Shannon Daly is a screening technician for Bedford, Luton and Milton Keynes abdominal aortic aneurysm (AAA) screening programme. He is taking the next step in his career after gaining the health screener diploma.
Where it began
I started working for the NHS in 2008, taking 999 calls for the ambulance service. I gained invaluable experience but wanted to move towards clinical work. So, 2 years ago, I made the move to the NHS AAA screening programme. The programme invites men during the screening year (1 April to 31 March) that they turn 65. The screening check is an ultrasound scan to see if the man has an abdominal aortic aneurysm.
There were a few reasons why I wanted to join the programme. One was that I wanted to expand upon my skills and become a hands-on practitioner. Another more personal reason is that my grandad sadly passed away from a ruptured aortic aneurysm. It motivated me even more to apply when I saw the screening role advertised. I wanted to help people avoid the pain and suffering I had felt when we lost my grandad. On top of this, the training was also a huge selling point of the role.
Training to be a AAA screener
When you join one of the AAA screening providers, you are registered to undertake the level 3 health screener diploma. After successful completion, it allows you to not only work as a qualified screener, but also gives you a great qualification that is nationally recognised.
The health screener diploma is workplace-based and focuses on applying knowledge to your screening role. As well as learning about ultrasound scans and AAA, the diploma also covers other aspects of healthcare such as infection prevention and control, safeguarding, communication and health and safety.
It involves different methods of assessment including observation of clinical practice. I was supported by a clinical skills trainer who is an advanced ultrasound practitioner. It took me 18 months to complete my training and gain the qualification.
Hard work pays off
By the end of my training, I had learned plenty of new and important skills. I was able to demonstrate my ability to run a clinic and offer personal informed choice. I was also able to do ultrasound scans and deliver the results of the AAA scan to the men.

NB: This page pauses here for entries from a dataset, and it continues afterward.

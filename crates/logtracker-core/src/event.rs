// Copyright (c) 2025 Geoffrey Huntley <ghuntley@ghuntley.com>. All rights reserved.
// SPDX-License-Identifier: Proprietary

//! Event taxonomy and the backend event wire payloads.

use chrono::{DateTime, Utc};
use serde::{Deserialize, Serialize};

use crate::error::CoreError;
use crate::metadata::Metadata;
use crate::session::SessionId;

/// Duration reported by events that mark a point in time rather than a
/// measured interval.
pub const POINT_IN_TIME_DURATION_MS: f64 = 1.0;

/// Server-assigned event identifier.
#[derive(Debug, Clone, PartialEq, Eq, Hash, Serialize, Deserialize)]
#[serde(transparent)]
pub struct EventId(String);

impl EventId {
	pub fn new(id: impl Into<String>) -> Self {
		Self(id.into())
	}

	pub fn as_str(&self) -> &str {
		&self.0
	}
}

impl AsRef<str> for EventId {
	fn as_ref(&self) -> &str {
		&self.0
	}
}

impl From<&str> for EventId {
	fn from(id: &str) -> Self {
		Self(id.to_string())
	}
}

impl std::fmt::Display for EventId {
	fn fmt(&self, f: &mut std::fmt::Formatter<'_>) -> std::fmt::Result {
		f.write_str(&self.0)
	}
}

/// Where an event originated.
#[derive(Debug, Clone, Copy, PartialEq, Eq, Hash, Serialize, Deserialize)]
pub enum EventSource {
	Backend,
}

impl std::fmt::Display for EventSource {
	fn fmt(&self, f: &mut std::fmt::Formatter<'_>) -> std::fmt::Result {
		match self {
			EventSource::Backend => write!(f, "Backend"),
		}
	}
}

/// Partition of the event taxonomy.
///
/// The category decides which client entry point accepts an event type and
/// lets the collector aggregate outcomes without parsing names.
#[derive(Debug, Clone, Copy, PartialEq, Eq, Hash, Serialize, Deserialize)]
#[serde(rename_all = "snake_case")]
pub enum EventCategory {
	Neutral,
	Error,
	Success,
}

impl std::fmt::Display for EventCategory {
	fn fmt(&self, f: &mut std::fmt::Formatter<'_>) -> std::fmt::Result {
		match self {
			EventCategory::Neutral => write!(f, "neutral"),
			EventCategory::Error => write!(f, "error"),
			EventCategory::Success => write!(f, "success"),
		}
	}
}

impl std::str::FromStr for EventCategory {
	type Err = CoreError;

	fn from_str(s: &str) -> Result<Self, Self::Err> {
		match s {
			"neutral" => Ok(EventCategory::Neutral),
			"error" => Ok(EventCategory::Error),
			"success" => Ok(EventCategory::Success),
			_ => Err(CoreError::InvalidEventCategory(s.to_string())),
		}
	}
}

/// Kind of a tracked event.
#[derive(Debug, Clone, Copy, PartialEq, Eq, Hash, Serialize, Deserialize)]
#[serde(rename_all = "snake_case")]
pub enum EventType {
	ApiCall,
	AuthAttempt,
	PageView,
	Click,
	FormSubmit,

	Error,
	ApiError,
	AuthFailure,
	ValidationError,

	ApiSuccess,
	AuthSuccess,
}

impl EventType {
	pub const ALL: [EventType; 11] = [
		EventType::ApiCall,
		EventType::AuthAttempt,
		EventType::PageView,
		EventType::Click,
		EventType::FormSubmit,
		EventType::Error,
		EventType::ApiError,
		EventType::AuthFailure,
		EventType::ValidationError,
		EventType::ApiSuccess,
		EventType::AuthSuccess,
	];

	#[must_use]
	pub fn category(&self) -> EventCategory {
		match self {
			EventType::ApiCall
			| EventType::AuthAttempt
			| EventType::PageView
			| EventType::Click
			| EventType::FormSubmit => EventCategory::Neutral,
			EventType::Error
			| EventType::ApiError
			| EventType::AuthFailure
			| EventType::ValidationError => EventCategory::Error,
			EventType::ApiSuccess | EventType::AuthSuccess => EventCategory::Success,
		}
	}

	pub fn as_str(&self) -> &'static str {
		match self {
			EventType::ApiCall => "api_call",
			EventType::AuthAttempt => "auth_attempt",
			EventType::PageView => "page_view",
			EventType::Click => "click",
			EventType::FormSubmit => "form_submit",
			EventType::Error => "error",
			EventType::ApiError => "api_error",
			EventType::AuthFailure => "auth_failure",
			EventType::ValidationError => "validation_error",
			EventType::ApiSuccess => "api_success",
			EventType::AuthSuccess => "auth_success",
		}
	}
}

impl std::fmt::Display for EventType {
	fn fmt(&self, f: &mut std::fmt::Formatter<'_>) -> std::fmt::Result {
		f.write_str(self.as_str())
	}
}

impl std::str::FromStr for EventType {
	type Err = CoreError;

	fn from_str(s: &str) -> Result<Self, Self::Err> {
		EventType::ALL
			.into_iter()
			.find(|t| t.as_str() == s)
			.ok_or_else(|| CoreError::InvalidEventType(s.to_string()))
	}
}

/// Body of `POST /track/events/backend`.
#[derive(Debug, Clone, PartialEq, Serialize, Deserialize)]
#[serde(rename_all = "camelCase")]
pub struct BackendEventRequest {
	pub session_id: SessionId,
	pub source: EventSource,
	#[serde(rename = "type")]
	pub event_type: EventType,
	pub link_id: Option<String>,
	pub metadata: Option<Metadata>,
	/// Elapsed milliseconds, never negative.
	pub duration: f64,
	#[serde(serialize_with = "crate::timestamp::serialize")]
	pub timestamp: DateTime<Utc>,
}

/// Response to `POST /track/events/backend`.
#[derive(Debug, Clone, PartialEq, Serialize, Deserialize)]
pub struct EventResponse {
	pub event_id: EventId,
}

/// Body the collector returns alongside a non-success status.
#[derive(Debug, Clone, Default, PartialEq, Serialize, Deserialize)]
pub struct ErrorResponse {
	#[serde(default)]
	pub error: Option<String>,
}

#[cfg(test)]
mod tests {
	use super::*;
	use chrono::TimeZone;
	use proptest::prelude::*;
	use serde_json::json;

	fn any_event_type() -> impl Strategy<Value = EventType> {
		proptest::sample::select(EventType::ALL.to_vec())
	}

	proptest! {
		#[test]
		fn event_type_roundtrip(event_type in any_event_type()) {
			let parsed: EventType = event_type.to_string().parse().unwrap();
			prop_assert_eq!(event_type, parsed);
		}

		#[test]
		fn event_type_serde_matches_display(event_type in any_event_type()) {
			let encoded = serde_json::to_value(event_type).unwrap();
			prop_assert_eq!(encoded, json!(event_type.as_str()));
		}
	}

	#[test]
	fn test_taxonomy_partition() {
		let of = |category| {
			EventType::ALL
				.into_iter()
				.filter(|t| t.category() == category)
				.map(|t| t.as_str())
				.collect::<Vec<_>>()
		};

		assert_eq!(
			of(EventCategory::Neutral),
			vec!["api_call", "auth_attempt", "page_view", "click", "form_submit"]
		);
		assert_eq!(
			of(EventCategory::Error),
			vec!["error", "api_error", "auth_failure", "validation_error"]
		);
		assert_eq!(of(EventCategory::Success), vec!["api_success", "auth_success"]);
	}

	#[test]
	fn test_event_type_rejects_unknown() {
		let err = "logout".parse::<EventType>().unwrap_err();
		assert_eq!(err, CoreError::InvalidEventType("logout".to_string()));
	}

	#[test]
	fn test_event_category_parse() {
		assert_eq!("error".parse::<EventCategory>().unwrap(), EventCategory::Error);
		assert!("fatal".parse::<EventCategory>().is_err());
	}

	#[test]
	fn test_backend_event_request_wire_shape() {
		let request = BackendEventRequest {
			session_id: SessionId::new("S1"),
			source: EventSource::Backend,
			event_type: EventType::ApiError,
			link_id: Some("req-7".to_string()),
			metadata: None,
			duration: POINT_IN_TIME_DURATION_MS,
			timestamp: Utc.with_ymd_and_hms(2025, 6, 1, 12, 0, 0).unwrap(),
		};

		assert_eq!(
			serde_json::to_value(&request).unwrap(),
			json!({
				"sessionId": "S1",
				"source": "Backend",
				"type": "api_error",
				"linkId": "req-7",
				"metadata": null,
				"duration": 1.0,
				"timestamp": "2025-06-01T12:00:00.000Z",
			})
		);
	}

	#[test]
	fn test_error_response_field_is_optional() {
		let with: ErrorResponse = serde_json::from_value(json!({"error": "not found"})).unwrap();
		assert_eq!(with.error.as_deref(), Some("not found"));

		let without: ErrorResponse = serde_json::from_value(json!({"detail": "x"})).unwrap();
		assert!(without.error.is_none());
	}
}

My training has given me the skills and competency to speak confidently and sensitively to men if their scan detects a AAA and to discuss the next steps with them. I also know how to communicate with and reassure men if their scan shows that an AAA has not been detected.
Taking the next step
The experience I have gained through my training, together with the qualification, has helped me to take the next steps. I applied for an apprenticeship route into nursing as a trainee nursing associate.
A main requirement to apply for this apprenticeship was successful completion of the level 2 health and social care diploma, which is included in the level 3 health screener diploma.
After a tough selection process, I was successful and am due to start my training in December. The training takes place over 2 years, and I will also be paid a salary as it is an apprenticeship.
It involves a mix of practice placements at the hospital and theoretical study at university. I’ll gain a level 5 foundation degree and become a registered nursing associate with the Nursing and Midwifery Council.
Without the health screener diploma, I would not have had the necessary requirements to apply for this role. Saying that, I am grateful to my friends and colleagues who helped me through my training, interviews and assessments.
If you are thinking of taking a step into healthcare, the health screener role is invaluable. It allows you to gain hands-on experience and a qualification, while helping and caring for members of the public.